If you weren’t an academic, you might define happiness as the experience of being fully alive. To know grace, and despair, and the kind of hardness you have to learn to stand against; to watch your family fail you when you need them the most, and have your ex-husband look around, shrug his shoulders, and hold out his hand to help you up again.

Right. Your ex-husband, so that you can learn a bit of gratitude, just enough to appreciate him, which you didn’t manage the first time around.

These are things you’d never know if you hadn’t had your daughter. Things you wouldn’t have had to know, and learn the hard way, bitterly.

If the medical resident hadn’t sat down while you held your baby girl in the neonatal intensive care unit and said, “Your daughter’s brain is massively deformed.”

The daughter you loved even before she was born. When she was an abstraction, a positive sign on a pregnancy test, before she kicked you in the ribs, long before she ever drew her first breath. Love you did not know you were capable of feeling, primal and angry and powerful, you would kill ten men and Satan if you had to.

But the universe doesn’t ask that from you.

When your daughter is nine months old, a neurosurgeon will say to you, “We believe resecting the left side of her brain will help control the seizures.”

The seizures that she has all day, every day, dozens, hundreds; she was born with a massively deformed brain, what did you expect?

You think a minute, and you realize the doctor is saying they are going to take out half your daughter’s brain, and throw it away, so much trash, and you’re supposed to sign the consent form for this.

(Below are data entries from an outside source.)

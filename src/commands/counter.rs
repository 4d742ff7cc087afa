//! Counter commands (INCR, DECR, INCRBY, DECRBY)

use super::{parse_integer, Command, CommandContext, CommandError};
use crate::notify::EventClass;
use crate::protocol::RespValue;
use crate::store::{StoreError, Value};
use bytes::Bytes;

/// Add `delta` to the integer stored at `key`, creating it at 0
fn incr_by(ctx: &mut CommandContext<'_>, key: &Bytes, delta: i64) -> Result<RespValue, CommandError> {
    let db = ctx.db();
    let (current, exists) = match db.lookup_write(key) {
        Some(value) => (value.as_string()?.as_i64()?, true),
        None => (0, false),
    };

    let next = current.checked_add(delta).ok_or(StoreError::Overflow)?;
    if exists {
        // keeps the expiration
        db.update(key, Value::integer(next));
    } else {
        db.add(key.clone(), Value::integer(next));
    }

    ctx.notify(EventClass::String, "incrby", key);
    Ok(RespValue::integer(next))
}

/// INCR command - Increment the integer value of a key by one
///
/// Syntax: INCR key
pub struct IncrCommand;

impl Command for IncrCommand {
    fn execute(&self, ctx: &mut CommandContext<'_>, args: &[Bytes]) -> Result<RespValue, CommandError> {
        incr_by(ctx, &args[0], 1)
    }

    fn name(&self) -> &'static str {
        "INCR"
    }

    fn min_args(&self) -> usize {
        1
    }

    fn max_args(&self) -> Option<usize> {
        Some(1)
    }
}

/// DECR command - Decrement the integer value of a key by one
///
/// Syntax: DECR key
pub struct DecrCommand;

impl Command for DecrCommand {
    fn execute(&self, ctx: &mut CommandContext<'_>, args: &[Bytes]) -> Result<RespValue, CommandError> {
        incr_by(ctx, &args[0], -1)
    }

    fn name(&self) -> &'static str {
        "DECR"
    }

    fn min_args(&self) -> usize {
        1
    }

    fn max_args(&self) -> Option<usize> {
        Some(1)
    }
}

/// INCRBY command - Increment the integer value of a key by the given amount
///
/// Syntax: INCRBY key increment
pub struct IncrByCommand;

impl Command for IncrByCommand {
    fn execute(&self, ctx: &mut CommandContext<'_>, args: &[Bytes]) -> Result<RespValue, CommandError> {
        let delta = parse_integer(&args[1])?;
        incr_by(ctx, &args[0], delta)
    }

    fn name(&self) -> &'static str {
        "INCRBY"
    }

    fn min_args(&self) -> usize {
        2
    }

    fn max_args(&self) -> Option<usize> {
        Some(2)
    }
}

/// DECRBY command - Decrement the integer value of a key by the given amount
///
/// Syntax: DECRBY key decrement
pub struct DecrByCommand;

impl Command for DecrByCommand {
    fn execute(&self, ctx: &mut CommandContext<'_>, args: &[Bytes]) -> Result<RespValue, CommandError> {
        let delta = parse_integer(&args[1])?;
        let delta = delta.checked_neg().ok_or(StoreError::Overflow)?;
        incr_by(ctx, &args[0], delta)
    }

    fn name(&self) -> &'static str {
        "DECRBY"
    }

    fn min_args(&self) -> usize {
        2
    }

    fn max_args(&self) -> Option<usize> {
        Some(2)
    }
}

And after the surgery, when the seizures come back, you will sit across the table from the man who is now your ex-husband, the man you adored, but life can kick the ass out of any romance, even yours, and you will order a very large glass of tequila, and you will say, “What the hell are we supposed to do now?”

And you hope the answer is going to be about slaying ten men and Satan, because you’re capable of that. Yes. Heroic action? You are totally down with that. But the answer is, you are going to go home and do the best you can to make a life out of what you’ve been given.

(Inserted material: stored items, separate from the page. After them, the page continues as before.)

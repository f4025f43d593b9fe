pub mod hub;
pub mod muxer;
pub mod orchestrator;
pub mod parse;
pub mod rest;
pub mod runner;
pub mod utils;
use std::io;
use std::path::{Path, PathBuf};

use tokio::io::{AsyncBufRead, AsyncBufReadExt};

/// Read one chunk of tool output, ending at `\n` or `\r` (inclusive) or EOF.
/// Returns the number of bytes appended to `buf`; zero means EOF.
pub async fn read_segment<R>(reader: &mut R, buf: &mut Vec<u8>) -> io::Result<usize>
where
    R: AsyncBufRead + Unpin,
{
    let mut total = 0;
    loop {
        let available = reader.fill_buf().await?;
        if available.is_empty() {
            return Ok(total);
        }
        match available.iter().position(|b| *b == b'\n' || *b == b'\r') {
            Some(i) => {
                buf.extend_from_slice(&available[..=i]);
                reader.consume(i + 1);
                return Ok(total + i + 1);
            }
            None => {
                let len = available.len();
                buf.extend_from_slice(available);
                reader.consume(len);
                total += len;
            }
        }
    }
}

/// Resolve `requested` and accept it only if it lies inside `root`.
///
/// Returns `Ok(None)` when the path escapes `root`; I/O errors (including a
/// missing file) are passed through.
pub async fn confine_to(root: &Path, requested: &Path) -> io::Result<Option<PathBuf>> {
    let root = tokio::fs::canonicalize(root).await?;
    let resolved = tokio::fs::canonicalize(requested).await?;
    if resolved.starts_with(&root) && resolved != root {
        Ok(Some(resolved))
    } else {
        Ok(None)
    }
}
use std::io;
use std::path::Path;

use actix_web::http::header::{self, ContentDisposition, DispositionParam, DispositionType};
use actix_web::{error, web, HttpResponse, Result};
use futures_util::{StreamExt, TryStreamExt};
use log::{info, warn};
use sanitize_filename::sanitize;
use serde_json::json;
use tera::{Context, Tera};
use tokio_util::io::ReaderStream;

use crate::error::JobError;
use crate::models::form_data::{AppState, DownloadRequest, DownloadResponse, FileQuery};
use crate::service::utils::confine_to;

pub fn routes(cfg: &mut web::ServiceConfig) {
    cfg.app_data(json_config())
        .route("/", web::get().to(index))
        .route("/download", web::post().to(start_download))
        .route("/progress", web::get().to(progress))
        .route("/file", web::get().to(serve_file));
}

/// Malformed JSON bodies get the same `{"error"}` shape as a missing url.
pub fn json_config() -> web::JsonConfig {
    web::JsonConfig::default().error_handler(|err, _req| {
        let body = json!({ "error": format!("Invalid request body: {}", err) });
        error::InternalError::from_response(err, HttpResponse::BadRequest().json(body)).into()
    })
}

pub async fn index(tmpl: web::Data<Tera>) -> Result<HttpResponse> {
    let mut ctx = Context::new();
    ctx.insert("title", "ytmerge");

    let rendered = tmpl.render("index.html", &ctx).map_err(|e| {
        warn!("Template error: {}", e);
        error::ErrorInternalServerError("Template error")
    })?;

    Ok(HttpResponse::Ok().content_type("text/html").body(rendered))
}

pub async fn start_download(
    state: web::Data<AppState>,
    body: web::Json<DownloadRequest>,
) -> std::result::Result<HttpResponse, JobError> {
    let job = state.orchestrator.run(body.url()).await?;

    Ok(HttpResponse::Ok().json(DownloadResponse::for_output(&job.output_path)))
}

pub async fn progress(state: web::Data<AppState>) -> HttpResponse {
    let subscription = state.hub.subscribe();

    HttpResponse::Ok()
        .content_type("text/event-stream")
        .insert_header((header::CACHE_CONTROL, "no-cache"))
        .streaming(subscription.map(Ok::<_, actix_web::Error>))
}

pub async fn serve_file(
    state: web::Data<AppState>,
    query: web::Query<FileQuery>,
) -> Result<HttpResponse> {
    let requested = match query.path.as_deref() {
        Some(path) if !path.is_empty() => Path::new(path).to_path_buf(),
        _ => return Ok(HttpResponse::BadRequest().body("Missing file path")),
    };

    let resolved = match confine_to(&state.layout.merged_dir, &requested).await {
        Ok(Some(path)) => path,
        Ok(None) => {
            warn!("Refusing to serve {} outside the merged directory", requested.display());
            return Ok(HttpResponse::Forbidden().body("Path is outside the output directory"));
        }
        Err(e) if e.kind() == io::ErrorKind::NotFound => {
            return Ok(HttpResponse::NotFound().body("File not found"));
        }
        Err(e) => return Err(e.into()),
    };

    info!("Serving {}", resolved.display());
    let file = tokio::fs::File::open(&resolved).await?;
    let stream = ReaderStream::new(file).map_err(actix_web::Error::from);

    let filename = resolved
        .file_name()
        .map(|name| sanitize(name.to_string_lossy()))
        .unwrap_or_else(|| "video.mp4".to_string());

    Ok(HttpResponse::Ok()
        .insert_header((header::CONTENT_TYPE, "application/octet-stream"))
        .insert_header(ContentDisposition {
            disposition: DispositionType::Attachment,
            parameters: vec![DispositionParam::Filename(filename)],
        })
        .streaming(stream))
}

And no one is going to give you any instructions, or any feedback, so no matter how well you’re doing, or how badly you’re screwing up, you won’t know either thing until maybe – maybe – at the end of your life, fifty years from now, you’ll be able to look back with some perspective and go, “Eh, should have done that differently.”

So you do the best you can. You raise your daughter, and she is three years old before she learns to walk, seven years old before she learns to use a toilet, and mothers all around you are blathering their worry that their babies aren’t talking by twelve months, and you don’t even know what universe they live in, because in your universe, you had surgeons take out the left side of your daughter’s brain and throw it away.

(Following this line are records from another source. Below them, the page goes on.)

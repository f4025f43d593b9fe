use std::fmt;
use std::path::{Path, PathBuf};

use uuid::Uuid;

/// Where jobs stage their downloads and write merged artifacts.
#[derive(Debug, Clone, PartialEq, Eq)]
pub struct StorageLayout {
    pub download_dir: PathBuf,
    pub merged_dir: PathBuf,
}

impl StorageLayout {
    pub fn new(download_dir: impl Into<PathBuf>, merged_dir: impl Into<PathBuf>) -> Self {
        Self {
            download_dir: download_dir.into(),
            merged_dir: merged_dir.into(),
        }
    }

    /// Create both directories if they are missing.
    pub async fn ensure_dirs(&self) -> std::io::Result<()> {
        tokio::fs::create_dir_all(&self.download_dir).await?;
        tokio::fs::create_dir_all(&self.merged_dir).await?;
        Ok(())
    }
}

/// One end-to-end request: one url in, one merged file out.
#[derive(Debug, Clone)]
pub struct Job {
    pub id: Uuid,
    pub url: String,
    pub video_path: PathBuf,
    pub audio_path: PathBuf,
    pub output_path: PathBuf,
}

impl Job {
    pub fn new(url: impl Into<String>, layout: &StorageLayout) -> Self {
        let id = Uuid::new_v4();
        Self {
            id,
            url: url.into(),
            video_path: layout.download_dir.join(format!("{}_video.mp4", id)),
            audio_path: layout.download_dir.join(format!("{}_audio.m4a", id)),
            output_path: layout.merged_dir.join(format!("{}.mp4", id)),
        }
    }

    /// Downloader arguments for one stream of this job.
    pub fn download_args(&self, kind: StreamKind) -> Vec<String> {
        let target = match kind {
            StreamKind::Video => &self.video_path,
            StreamKind::Audio => &self.audio_path,
        };
        vec![
            "-f".to_string(),
            kind.format_selector().to_string(),
            self.url.clone(),
            "-o".to_string(),
            path_arg(target),
        ]
    }
}

fn path_arg(path: &Path) -> String {
    path.to_string_lossy().into_owned()
}

/// Which elementary stream a download stage fetches.
#[derive(Debug, Clone, Copy, PartialEq, Eq)]
pub enum StreamKind {
    Video,
    Audio,
}

impl StreamKind {
    pub fn format_selector(self) -> &'static str {
        match self {
            StreamKind::Video => "bestvideo",
            StreamKind::Audio => "bestaudio",
        }
    }
}

impl fmt::Display for StreamKind {
    fn fmt(&self, f: &mut fmt::Formatter<'_>) -> fmt::Result {
        match self {
            StreamKind::Video => f.write_str("video"),
            StreamKind::Audio => f.write_str("audio"),
        }
    }
}

/// Pipeline stages and the step label each one publishes.
#[derive(Debug, Clone, Copy, PartialEq, Eq)]
pub enum JobStage {
    DownloadVideo,
    DownloadAudio,
    Merge,
    Done,
    Failed,
}

impl JobStage {
    pub fn label(self) -> &'static str {
        match self {
            JobStage::DownloadVideo => "downloading video",
            JobStage::DownloadAudio => "downloading audio",
            JobStage::Merge => "merging",
            JobStage::Done => "done",
            JobStage::Failed => "error",
        }
    }

    pub fn download(kind: StreamKind) -> Self {
        match kind {
            StreamKind::Video => JobStage::DownloadVideo,
            StreamKind::Audio => JobStage::DownloadAudio,
        }
    }
}

impl fmt::Display for JobStage {
    fn fmt(&self, f: &mut fmt::Formatter<'_>) -> fmt::Result {
        f.write_str(self.label())
    }
}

You just got back from the hospital the fourth time or maybe the sixth time your daughter’s shunt has had to be revised – that is, yanked out and a new one put in because it stopped working, which means the pressure builds inside her skull, which could kill her – and the man (the man, you weren’t picking any goddamned boys this time, this time you found yourself a man) he says he’s not ready for someone like you. It’s just too intense.

What he means is he can’t deal with your daughter. This is a story you will go through more agonizing times than you can count, with friends, with family, with work, with other men who don’t trust you when you say all you really want is to just get laid. They will all say it differently, but you know why they’ve cut and run. Hell, you would have, too. If someone had told you ahead of time what was going to happen now? Baby, you would have been on the next plane to Bolivia and fighting extradition every step of the way.


Well, screw them.

You say that a lot. Screw them.

So, no, most times you’re not thinking about how happy this is making you.

Sometimes, in fact, you’re thinking about how a long time ago, you were kind of a charming young woman who read a lot and married a nice guy, and you planned to go to Paris.

And you never got there.

And somehow, maybe during the thirteenth hospital stay, or perhaps the fifteenth, your life had narrowed down to a few good things. Your work, and your daughter. Your three old friends, who knew you way back when you were kind of charming, and your three new friends, whom you refer to as the one who calls you “hard,” the one who calls you “contentious,” and the one who calls you “inflexible.”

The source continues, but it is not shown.